24 Jul Ones to Watch: Charles Rose
For architect Charles Rose, movement is as much a part of his designs as the native materials that lend structure to each space. His work reflects a keen understanding of the movement of light throughout the day, the circulation created within a building or a series of buildings, and the way that movement allows architecture and landscape to act as foils to one another.
The Harvard-educated principal of Charles Rose Architects, Rose has created an award-winning body of work — in urban, suburban and rural locales — that spans the country. From an art-filled penthouse in St. Louis to the AIA-lauded Atlantic Center for the Arts in Florida to a wilderness camp in a remote Wyoming canyon, the diversity of Rose’s work is the result of his reverential appreciation for place.
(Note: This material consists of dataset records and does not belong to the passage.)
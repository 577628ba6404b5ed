use sqlweave::prelude::*;

mod common;
use common::*;

#[test]
fn update_with_where() {
    let foo = TabFoo::default();
    let query = update(foo)
        .set((foo.name.assign(upper(foo.name)), foo.score.assign(Some(1.5))))
        .where_(foo.id.eq(7) & foo.flag.eq(true))
        .build();
    let rendered = query.render(Dialect::PostgreSQL).unwrap();
    assert_eq!(
        rendered.sql,
        r#"UPDATE "tab_foo" SET "name" = UPPER("tab_foo"."name"), "score" = $1 WHERE "tab_foo"."id" = $2 AND "tab_foo"."flag" = $3"#
    );
    assert_eq!(
        rendered.params,
        [Value::Real(1.5), Value::Integer(7), Value::Bool(true)]
    );
}

#[test]
fn update_every_row() {
    let bar = TabBar::default();
    let query = update(bar)
        .set(bar.amount.assign(bar.amount * 2i64))
        .unconditionally()
        .build();
    assert_eq!(
        query.render(Dialect::MySQL).unwrap().sql,
        "UPDATE `tab_bar` SET `amount` = `tab_bar`.`amount` * ?"
    );
}

#[test]
fn update_from_a_correlated_subquery() {
    let (foo, bar) = tables();
    let spent = select(sum(bar.amount).as_(Total))
        .from(bar)
        .where_(bar.foo_id.eq(foo.id));
    let query = update(foo)
        .set(foo.score.assign(scalar(spent)))
        .where_(foo.flag.eq(true))
        .build();
    assert_eq!(
        query.to_string(),
        r#"UPDATE "tab_foo" SET "score" = (SELECT SUM("tab_bar"."amount") AS "total" FROM "tab_bar" WHERE "tab_bar"."foo_id" = "tab_foo"."id") WHERE "tab_foo"."flag" = ?"#
    );
}

#[test]
fn update_filtered_by_a_subquery() {
    let (foo, bar) = tables();
    let query = update(foo)
        .set((foo.flag.assign(false), dynamic(false, foo.score.assign(None::<f64>))))
        .where_(not_exists(select(bar.id).from(bar).where_(bar.foo_id.eq(foo.id))))
        .build();
    assert_eq!(
        query.to_string(),
        r#"UPDATE "tab_foo" SET "flag" = ? WHERE NOT EXISTS (SELECT "tab_bar"."id" FROM "tab_bar" WHERE "tab_bar"."foo_id" = "tab_foo"."id")"#
    );
}

#[test]
fn update_returning() {
    let foo = TabFoo::default();
    let query = update(foo)
        .set(foo.score.assign(None::<f64>))
        .where_(foo.name.eq("ada"))
        .returning((foo.id, foo.name))
        .build();
    assert_eq!(
        query.render(Dialect::SQLite).unwrap().sql,
        r#"UPDATE "tab_foo" SET "score" = NULL WHERE "tab_foo"."name" = ? RETURNING "tab_foo"."id", "tab_foo"."name""#
    );
    let row: (i32, String) = query
        .decode(&vec![Value::Integer(3), Value::from("ada")])
        .unwrap();
    assert_eq!(row, (3, "ada".to_string()));
    assert!(query.render(Dialect::MySQL).is_err());
}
Among his recent projects, a series of three buildings at the Oregon College of Art and Craft in Portland is a favorite for architects and critics alike. Rose designed three buildings — only the Drawing, Painting and Photography (DPP) building has been completed — to double the current space, to reaffirm the integration of the working studios with the natural environment and to revitalize the entire campus by creating new spaces and shaping relationships between new and existing structures. An added bonus, offers Rose, is that the three buildings, once completed, will make the entire campus handicap accessible. “We like buildings to accomplish multiple things,” says Rose, underplaying his remarkable ability to weave big picture-vision and minutiae into a seamless singular entity.
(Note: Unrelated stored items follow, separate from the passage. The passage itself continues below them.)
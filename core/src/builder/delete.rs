use core::fmt;
use core::marker::PhantomData;

use crate::expr::{Condition, Expr, NonAggregate, ResolvesIn, SubqueryList};
use crate::from::FromItem;
use crate::join::assert_disjoint;
use crate::query::{Modification, Query};
use crate::schema::table_target;
use crate::sql::{SQL, Token};
use crate::traits::{Concat, Cons, Nil, SubsetOf, Table, TableList, ToSQL, TypeSet};
use crate::types::BooleanLike;

use super::{ConditionTables, ExecutableState, WithConditionSubqueries, push_clause};
#[cfg(any(feature = "postgres", feature = "sqlite"))]
use super::{Returning, ReturningList};
#[cfg(any(feature = "postgres", feature = "sqlite"))]
use crate::query::ResolveRow;

//------------------------------------------------------------------------------
// Type State Markers
//------------------------------------------------------------------------------

/// Marker for the initial state of DeleteBuilder.
#[derive(Debug, Clone, Copy, Default)]
pub struct DeleteInitial;

/// Marker for the state after USING clause
#[derive(Debug, Clone, Copy, Default)]
pub struct DeleteUsingSet;

/// Marker for the state after WHERE clause (or `unconditionally()`)
#[derive(Debug, Clone, Copy, Default)]
pub struct DeleteWhereSet;

/// Marker for the state after RETURNING clause
#[derive(Debug, Clone, Copy, Default)]
pub struct DeleteReturningSet;

impl ExecutableState for DeleteWhereSet {}
impl ExecutableState for DeleteReturningSet {}

/// States that accept `where_` and `unconditionally`.
#[doc(hidden)]
pub trait DeleteFilterable {}

impl DeleteFilterable for DeleteInitial {}
impl DeleteFilterable for DeleteUsingSet {}

//------------------------------------------------------------------------------
// DeleteBuilder
//------------------------------------------------------------------------------

#[derive(Debug, Clone)]
struct DeleteClauses {
    table: SQL,
    using: SQL,
    where_: SQL,
    returning: SQL,
}

impl DeleteClauses {
    fn into_sql(self) -> SQL {
        let mut sql = SQL::token(Token::DELETE_FROM).append(self.table);
        push_clause(&mut sql, Token::USING, self.using);
        push_clause(&mut sql, Token::WHERE, self.where_);
        push_clause(&mut sql, Token::RETURNING, self.returning);
        sql
    }
}

/// A DELETE statement under construction.
///
/// - `T`: the target table
/// - `State`: typestate marker
/// - `P`: tables in scope, the target plus USING
/// - `C`: CTEs referenced by USING
/// - `Ret`: resolved RETURNING list
/// - `Subs`: subqueries embedded in USING and WHERE
pub struct DeleteBuilder<T, State, P = Cons<T, Nil>, C = Nil, Ret = Nil, Subs = Nil> {
    clauses: DeleteClauses,
    _state: PhantomData<fn() -> (T, State, P, C, Ret, Subs)>,
}

/// Starts a DELETE statement.
///
/// ```
/// use sqlweave_core::builder::delete_from;
/// use sqlweave_core::expr::ExprExt;
/// use sqlweave_core::table;
/// use sqlweave_core::types::Int;
///
/// table! { struct Session("session") { id: Int, age: Int } }
///
/// let s = Session::default();
/// let query = delete_from(s).where_(s.age.gt(30)).build();
/// assert_eq!(query.to_string(), r#"DELETE FROM "session" WHERE "session"."age" > ?"#);
/// ```
///
/// ```compile_fail,E0599
/// use sqlweave_core::builder::delete_from;
/// use sqlweave_core::table;
/// use sqlweave_core::types::Int;
///
/// table! { struct Session("session") { id: Int } }
///
/// // calling where() or unconditionally() required
/// let _ = delete_from(Session::default()).build();
/// ```
pub fn delete_from<T: Table>(_table: T) -> DeleteBuilder<T, DeleteInitial> {
    DeleteBuilder {
        clauses: DeleteClauses {
            table: table_target::<T>(),
            using: SQL::empty(),
            where_: SQL::empty(),
            returning: SQL::empty(),
        },
        _state: PhantomData,
    }
}

impl<T, State, P, C, Ret, Subs> DeleteBuilder<T, State, P, C, Ret, Subs> {
    fn advance<S2, P2, C2, R2, Sb2>(self) -> DeleteBuilder<T, S2, P2, C2, R2, Sb2> {
        DeleteBuilder {
            clauses: self.clauses,
            _state: PhantomData,
        }
    }
}

impl<T: Table + FromItem> DeleteBuilder<T, DeleteInitial> {
    /// `USING from_item` (PostgreSQL). Its tables join the scope of WHERE
    /// and RETURNING.
    ///
    /// The USING items must not repeat the target table.
    pub fn using<F: FromItem>(
        self,
        from: F,
    ) -> DeleteBuilder<
        T,
        DeleteUsingSet,
        <Cons<T, Nil> as TableList>::Append<F::Provided>,
        F::Ctes,
        Nil,
        F::Subqueries,
    > {
        assert_disjoint::<T, F>();
        let mut next = self.advance();
        next.clauses.using = from.from_sql();
        next
    }
}

impl<T, State, P, C, Subs> DeleteBuilder<T, State, P, C, Nil, Subs>
where
    State: DeleteFilterable,
    P: TableList,
    Subs: SubqueryList,
{
    /// Adds a WHERE clause. The condition may read the target and USING.
    pub fn where_<Cond, Is>(
        self,
        condition: Cond,
    ) -> DeleteBuilder<T, DeleteWhereSet, P, C, Nil, WithConditionSubqueries<Cond, Subs>>
    where
        Cond: Condition,
        <Cond::Expr as Expr>::SQLType: BooleanLike,
        <Cond::Expr as Expr>::Aggregate: NonAggregate,
        ConditionTables<Cond>: SubsetOf<P, Is>,
    {
        let mut next = self.advance();
        next.clauses.where_ = condition.condition_sql();
        next
    }

    /// Explicitly deletes every row.
    pub fn unconditionally(self) -> DeleteBuilder<T, DeleteWhereSet, P, C, Nil, Subs> {
        self.advance()
    }
}

#[cfg(any(feature = "postgres", feature = "sqlite"))]
impl<T, P, C, Subs> DeleteBuilder<T, DeleteWhereSet, P, C, Nil, Subs>
where
    P: TableList,
{
    /// `RETURNING columns` of the deleted rows.
    pub fn returning<L, Is, Rs>(
        self,
        columns: L,
    ) -> DeleteBuilder<T, DeleteReturningSet, P, C, Returning<L, P, Rs>, Subs>
    where
        L: ReturningList<P, Is, Rs>,
        L::Items: ResolveRow<P, Rs>,
    {
        let mut next = self.advance();
        next.clauses.returning = columns.returning_sql();
        next
    }
}

impl<T, State, P, C, Ret, Subs> DeleteBuilder<T, State, P, C, Ret, Subs>
where
    State: ExecutableState,
    P: TableList,
    C: TypeSet,
    Subs: SubqueryList,
{
    /// Finishes the statement.
    pub fn build<Js>(self) -> Query<Ret, Concat<C, Subs::Ctes>, Modification>
    where
        Subs: ResolvesIn<P, Js>,
    {
        Query::new(self.clauses.into_sql())
    }
}

impl<T, State, P, C, Ret, Subs> ToSQL for DeleteBuilder<T, State, P, C, Ret, Subs> {
    fn to_sql(&self) -> SQL {
        self.clauses.clone().into_sql()
    }

    fn into_sql(self) -> SQL {
        self.clauses.into_sql()
    }
}

impl<T, State, P, C, Ret, Subs> Clone for DeleteBuilder<T, State, P, C, Ret, Subs> {
    fn clone(&self) -> Self {
        Self {
            clauses: self.clauses.clone(),
            _state: PhantomData,
        }
    }
}

impl<T, State, P, C, Ret, Subs> fmt::Debug for DeleteBuilder<T, State, P, C, Ret, Subs> {
    fn fmt(&self, f: &mut fmt::Formatter<'_>) -> fmt::Result {
        f.debug_struct("DeleteBuilder")
            .field("sql", &self.to_sql().sql())
            .finish()
    }
}

#[cfg(test)]
mod tests {
    use super::*;
    use crate::expr::{ExprExt, exists};
    use crate::builder::select;
    use crate::table;
    use crate::types::{Dialect, Int};

    table! {
        struct Author("author") {
            id: Int,
            banned: Int,
        }
    }

    table! {
        struct Book("book") {
            id: Int,
            author_id: Int,
        }
    }

    #[test]
    fn using_brings_tables_into_scope() {
        let (a, b) = (Author::default(), Book::default());
        let query = delete_from(b)
            .using(a)
            .where_(b.author_id.eq(a.id) & a.banned.eq(1))
            .build();
        assert_eq!(
            query.render(Dialect::PostgreSQL).unwrap().sql,
            r#"DELETE FROM "book" USING "author" WHERE "book"."author_id" = "author"."id" AND "author"."banned" = $1"#
        );
        assert!(query.render(Dialect::SQLite).is_err());
    }

    #[test]
    fn correlated_subquery_sees_the_target() {
        let (a, b) = (Author::default(), Book::default());
        let banned = select(a.id).from(a).where_(a.id.eq(b.author_id) & a.banned.eq(1));
        let query = delete_from(b).where_(exists(banned)).build();
        assert_eq!(
            query.to_string(),
            r#"DELETE FROM "book" WHERE EXISTS (SELECT "author"."id" FROM "author" WHERE "author"."id" = "book"."author_id" AND "author"."banned" = ?)"#
        );
    }
}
The DPP building was designed through a highly collaborative process including both students and faculty. The resulting space is both functional — there is more than 16,000 square-feet of studio space, a state-of-the-art digital lab, expandable classrooms and a significant amount of covered outdoor working space — and sustainable; the building qualified for LEED Silver certification.
But what makes this building special is the way it responds to and inspires the work that goes on inside. Using clerestory windows and walls of glass, Rose created a space where artists are constantly in touch with their surroundings. “They are always connected with the light, the movement of the sun, the evergreens,” he says. The space — both indoors and out — possesses a vitality that reflects both the work that emerges from within its walls and the man who dreamed it up.